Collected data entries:
*** Block opens ***

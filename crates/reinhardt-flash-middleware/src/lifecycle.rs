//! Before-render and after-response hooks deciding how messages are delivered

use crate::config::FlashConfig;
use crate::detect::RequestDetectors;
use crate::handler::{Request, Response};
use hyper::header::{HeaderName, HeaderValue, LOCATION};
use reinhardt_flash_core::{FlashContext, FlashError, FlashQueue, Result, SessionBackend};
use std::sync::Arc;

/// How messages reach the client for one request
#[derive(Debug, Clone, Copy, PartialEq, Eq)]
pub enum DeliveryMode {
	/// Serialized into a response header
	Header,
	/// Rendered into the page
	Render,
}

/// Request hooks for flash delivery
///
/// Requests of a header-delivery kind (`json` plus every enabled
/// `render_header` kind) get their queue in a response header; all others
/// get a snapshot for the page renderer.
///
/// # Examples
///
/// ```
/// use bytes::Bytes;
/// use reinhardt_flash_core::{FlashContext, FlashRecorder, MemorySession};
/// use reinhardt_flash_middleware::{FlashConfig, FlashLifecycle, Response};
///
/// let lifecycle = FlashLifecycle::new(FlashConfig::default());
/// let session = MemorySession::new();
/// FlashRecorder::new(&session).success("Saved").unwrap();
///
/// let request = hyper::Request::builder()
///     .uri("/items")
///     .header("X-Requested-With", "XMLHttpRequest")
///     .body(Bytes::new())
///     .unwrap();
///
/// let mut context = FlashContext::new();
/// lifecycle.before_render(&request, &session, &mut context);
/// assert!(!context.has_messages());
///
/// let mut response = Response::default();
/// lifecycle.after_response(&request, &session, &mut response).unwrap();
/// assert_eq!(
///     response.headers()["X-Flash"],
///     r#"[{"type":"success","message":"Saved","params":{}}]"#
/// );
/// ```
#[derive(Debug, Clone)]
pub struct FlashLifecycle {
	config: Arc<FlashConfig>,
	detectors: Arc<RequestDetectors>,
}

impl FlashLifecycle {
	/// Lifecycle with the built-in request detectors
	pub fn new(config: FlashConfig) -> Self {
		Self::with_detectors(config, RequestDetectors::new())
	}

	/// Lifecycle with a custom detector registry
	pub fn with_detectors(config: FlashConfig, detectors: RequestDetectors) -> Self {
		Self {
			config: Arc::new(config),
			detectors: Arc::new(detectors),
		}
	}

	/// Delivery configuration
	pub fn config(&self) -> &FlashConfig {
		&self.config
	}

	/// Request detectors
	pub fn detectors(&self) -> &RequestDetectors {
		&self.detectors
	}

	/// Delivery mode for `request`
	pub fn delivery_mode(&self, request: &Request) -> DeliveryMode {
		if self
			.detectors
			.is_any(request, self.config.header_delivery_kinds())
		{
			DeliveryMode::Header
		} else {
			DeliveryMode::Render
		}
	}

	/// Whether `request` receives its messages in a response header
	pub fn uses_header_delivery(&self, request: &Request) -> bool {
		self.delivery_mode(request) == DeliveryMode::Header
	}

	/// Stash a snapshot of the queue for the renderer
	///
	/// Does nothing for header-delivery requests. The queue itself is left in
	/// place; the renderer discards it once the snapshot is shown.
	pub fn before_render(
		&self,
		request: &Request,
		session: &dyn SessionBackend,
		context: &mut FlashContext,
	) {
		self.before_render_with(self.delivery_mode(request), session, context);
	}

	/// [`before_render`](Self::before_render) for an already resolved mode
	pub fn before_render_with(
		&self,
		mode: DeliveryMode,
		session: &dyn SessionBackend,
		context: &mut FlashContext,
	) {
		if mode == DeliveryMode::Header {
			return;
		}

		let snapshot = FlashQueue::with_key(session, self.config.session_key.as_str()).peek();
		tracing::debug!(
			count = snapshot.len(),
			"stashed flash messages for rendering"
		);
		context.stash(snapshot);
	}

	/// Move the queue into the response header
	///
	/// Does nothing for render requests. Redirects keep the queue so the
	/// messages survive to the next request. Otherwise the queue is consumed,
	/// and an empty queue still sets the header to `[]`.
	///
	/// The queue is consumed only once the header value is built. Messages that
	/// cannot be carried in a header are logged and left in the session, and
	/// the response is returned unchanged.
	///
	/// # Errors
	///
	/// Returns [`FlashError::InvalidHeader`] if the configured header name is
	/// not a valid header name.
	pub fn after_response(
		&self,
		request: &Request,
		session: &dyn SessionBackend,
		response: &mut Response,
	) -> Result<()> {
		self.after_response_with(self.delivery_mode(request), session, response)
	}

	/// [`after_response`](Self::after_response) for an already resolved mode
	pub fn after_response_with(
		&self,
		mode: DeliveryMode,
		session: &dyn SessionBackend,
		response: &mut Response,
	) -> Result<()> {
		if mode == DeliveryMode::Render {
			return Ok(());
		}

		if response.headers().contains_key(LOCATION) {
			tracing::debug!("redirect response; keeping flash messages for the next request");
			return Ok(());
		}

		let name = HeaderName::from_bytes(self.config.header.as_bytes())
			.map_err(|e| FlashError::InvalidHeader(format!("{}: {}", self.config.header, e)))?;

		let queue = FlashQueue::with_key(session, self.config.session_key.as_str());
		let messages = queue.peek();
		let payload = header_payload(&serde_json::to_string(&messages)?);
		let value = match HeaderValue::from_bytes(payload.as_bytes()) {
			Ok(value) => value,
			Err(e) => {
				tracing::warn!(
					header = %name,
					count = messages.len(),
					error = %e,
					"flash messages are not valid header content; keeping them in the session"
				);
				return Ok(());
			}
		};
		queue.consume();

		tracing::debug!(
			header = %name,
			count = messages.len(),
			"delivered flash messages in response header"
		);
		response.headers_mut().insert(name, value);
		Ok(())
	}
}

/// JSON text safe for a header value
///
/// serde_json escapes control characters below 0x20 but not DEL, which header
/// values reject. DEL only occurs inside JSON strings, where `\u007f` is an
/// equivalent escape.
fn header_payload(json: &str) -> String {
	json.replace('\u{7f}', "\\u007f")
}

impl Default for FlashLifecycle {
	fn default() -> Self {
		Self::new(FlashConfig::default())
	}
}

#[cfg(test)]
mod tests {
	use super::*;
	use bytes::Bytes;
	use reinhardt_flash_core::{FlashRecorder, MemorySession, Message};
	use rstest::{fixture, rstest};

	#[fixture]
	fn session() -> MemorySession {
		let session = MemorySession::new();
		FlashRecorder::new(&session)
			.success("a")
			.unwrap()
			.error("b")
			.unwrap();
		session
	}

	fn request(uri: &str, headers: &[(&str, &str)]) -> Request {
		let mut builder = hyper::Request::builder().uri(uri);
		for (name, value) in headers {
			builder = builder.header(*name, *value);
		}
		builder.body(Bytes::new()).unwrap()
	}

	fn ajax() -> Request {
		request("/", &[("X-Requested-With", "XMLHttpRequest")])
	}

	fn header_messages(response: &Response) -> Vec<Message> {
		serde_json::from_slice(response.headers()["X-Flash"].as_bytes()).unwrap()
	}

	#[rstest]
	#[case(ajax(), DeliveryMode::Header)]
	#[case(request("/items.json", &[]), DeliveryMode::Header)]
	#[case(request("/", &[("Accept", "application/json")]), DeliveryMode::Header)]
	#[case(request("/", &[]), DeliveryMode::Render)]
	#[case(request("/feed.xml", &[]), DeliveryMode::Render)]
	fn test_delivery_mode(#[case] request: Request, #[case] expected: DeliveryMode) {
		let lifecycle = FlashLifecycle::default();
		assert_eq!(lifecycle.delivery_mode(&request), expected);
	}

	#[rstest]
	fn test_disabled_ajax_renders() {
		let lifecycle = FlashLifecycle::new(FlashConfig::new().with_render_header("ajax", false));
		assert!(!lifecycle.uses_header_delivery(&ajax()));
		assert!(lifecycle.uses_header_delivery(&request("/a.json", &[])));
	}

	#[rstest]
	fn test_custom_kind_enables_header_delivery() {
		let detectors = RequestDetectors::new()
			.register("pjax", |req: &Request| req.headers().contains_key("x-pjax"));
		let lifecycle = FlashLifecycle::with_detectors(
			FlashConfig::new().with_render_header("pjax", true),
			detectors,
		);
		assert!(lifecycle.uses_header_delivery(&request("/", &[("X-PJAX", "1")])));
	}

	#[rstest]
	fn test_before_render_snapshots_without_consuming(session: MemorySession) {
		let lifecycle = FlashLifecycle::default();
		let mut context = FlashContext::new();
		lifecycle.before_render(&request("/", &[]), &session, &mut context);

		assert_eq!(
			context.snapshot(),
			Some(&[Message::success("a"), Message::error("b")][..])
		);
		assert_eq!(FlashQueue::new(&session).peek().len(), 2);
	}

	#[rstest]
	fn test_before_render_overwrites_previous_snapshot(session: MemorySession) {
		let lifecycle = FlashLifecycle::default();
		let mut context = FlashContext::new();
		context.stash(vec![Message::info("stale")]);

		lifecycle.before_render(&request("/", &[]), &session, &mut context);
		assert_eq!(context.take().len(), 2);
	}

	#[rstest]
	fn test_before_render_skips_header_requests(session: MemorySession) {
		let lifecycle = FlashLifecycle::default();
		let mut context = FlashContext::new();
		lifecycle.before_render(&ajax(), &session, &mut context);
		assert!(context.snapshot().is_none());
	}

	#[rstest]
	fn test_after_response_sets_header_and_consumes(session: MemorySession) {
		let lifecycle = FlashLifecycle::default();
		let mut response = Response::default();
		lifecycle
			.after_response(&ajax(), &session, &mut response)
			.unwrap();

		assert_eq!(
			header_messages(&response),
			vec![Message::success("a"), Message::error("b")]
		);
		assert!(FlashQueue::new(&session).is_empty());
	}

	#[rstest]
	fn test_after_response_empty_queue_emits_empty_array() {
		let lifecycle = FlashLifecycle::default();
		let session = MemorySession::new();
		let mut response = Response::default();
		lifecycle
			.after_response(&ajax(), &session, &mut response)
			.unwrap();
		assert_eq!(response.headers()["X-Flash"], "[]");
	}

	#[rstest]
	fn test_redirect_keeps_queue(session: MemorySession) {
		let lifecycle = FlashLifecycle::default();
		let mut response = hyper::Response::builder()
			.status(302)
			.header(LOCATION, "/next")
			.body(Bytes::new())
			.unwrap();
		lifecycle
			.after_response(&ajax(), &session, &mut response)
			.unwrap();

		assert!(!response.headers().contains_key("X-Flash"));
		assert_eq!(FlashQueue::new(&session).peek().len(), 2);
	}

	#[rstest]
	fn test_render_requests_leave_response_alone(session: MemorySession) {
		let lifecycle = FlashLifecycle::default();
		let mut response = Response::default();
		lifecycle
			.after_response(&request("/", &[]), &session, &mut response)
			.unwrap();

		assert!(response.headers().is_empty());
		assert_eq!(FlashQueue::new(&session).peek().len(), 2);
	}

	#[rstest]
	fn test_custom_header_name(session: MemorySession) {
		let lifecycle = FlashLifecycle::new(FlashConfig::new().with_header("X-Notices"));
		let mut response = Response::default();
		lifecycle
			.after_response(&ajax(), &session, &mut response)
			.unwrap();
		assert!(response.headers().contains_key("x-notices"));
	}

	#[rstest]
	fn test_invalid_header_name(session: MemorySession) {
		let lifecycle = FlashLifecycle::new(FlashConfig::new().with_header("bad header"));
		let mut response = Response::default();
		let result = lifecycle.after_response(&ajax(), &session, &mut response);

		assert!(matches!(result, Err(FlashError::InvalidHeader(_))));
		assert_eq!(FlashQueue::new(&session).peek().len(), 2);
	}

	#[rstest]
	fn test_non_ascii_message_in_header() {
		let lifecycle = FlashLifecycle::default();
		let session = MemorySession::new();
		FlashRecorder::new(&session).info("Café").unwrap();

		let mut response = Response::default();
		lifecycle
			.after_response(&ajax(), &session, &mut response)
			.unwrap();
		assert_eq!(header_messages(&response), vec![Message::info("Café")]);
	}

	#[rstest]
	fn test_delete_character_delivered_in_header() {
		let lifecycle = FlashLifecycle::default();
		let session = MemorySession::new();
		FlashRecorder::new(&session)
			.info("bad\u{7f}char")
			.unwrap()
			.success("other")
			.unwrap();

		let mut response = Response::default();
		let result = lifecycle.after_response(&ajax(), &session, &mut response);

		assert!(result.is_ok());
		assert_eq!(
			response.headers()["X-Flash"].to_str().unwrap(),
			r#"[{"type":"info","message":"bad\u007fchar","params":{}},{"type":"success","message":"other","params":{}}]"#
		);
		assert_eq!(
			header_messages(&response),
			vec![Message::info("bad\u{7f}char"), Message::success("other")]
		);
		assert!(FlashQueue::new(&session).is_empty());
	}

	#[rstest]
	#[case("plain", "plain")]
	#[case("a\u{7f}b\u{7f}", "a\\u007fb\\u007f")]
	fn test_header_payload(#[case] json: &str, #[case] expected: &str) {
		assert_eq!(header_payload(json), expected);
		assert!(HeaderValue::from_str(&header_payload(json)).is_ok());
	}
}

*** Block closes ***
*** Block opens ***

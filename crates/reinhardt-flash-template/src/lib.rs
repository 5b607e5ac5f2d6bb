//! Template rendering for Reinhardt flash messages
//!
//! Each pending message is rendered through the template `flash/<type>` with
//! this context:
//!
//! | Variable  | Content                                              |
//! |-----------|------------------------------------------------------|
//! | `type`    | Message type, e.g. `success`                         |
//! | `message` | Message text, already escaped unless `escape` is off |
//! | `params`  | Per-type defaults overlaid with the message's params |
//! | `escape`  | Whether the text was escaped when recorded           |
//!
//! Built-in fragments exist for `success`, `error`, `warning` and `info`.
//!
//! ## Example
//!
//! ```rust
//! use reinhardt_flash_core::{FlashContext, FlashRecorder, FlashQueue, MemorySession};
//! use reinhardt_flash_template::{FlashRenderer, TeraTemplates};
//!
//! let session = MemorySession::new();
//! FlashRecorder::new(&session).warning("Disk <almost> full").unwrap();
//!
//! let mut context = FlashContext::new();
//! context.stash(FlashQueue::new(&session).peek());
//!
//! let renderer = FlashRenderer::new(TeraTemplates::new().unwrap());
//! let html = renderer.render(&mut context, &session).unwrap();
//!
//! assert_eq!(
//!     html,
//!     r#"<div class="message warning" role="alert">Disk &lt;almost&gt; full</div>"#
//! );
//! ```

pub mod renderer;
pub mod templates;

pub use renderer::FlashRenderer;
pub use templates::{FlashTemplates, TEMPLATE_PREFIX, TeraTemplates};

*** Block closes ***

AIM OF THE EXERCISE = Reproduce every line above that contains the string "HeaderName".

YOUR RESPONSE =
use hyper::header::{HeaderName, HeaderValue, LOCATION};
		let name = HeaderName::from_bytes(self.config.header.as_bytes())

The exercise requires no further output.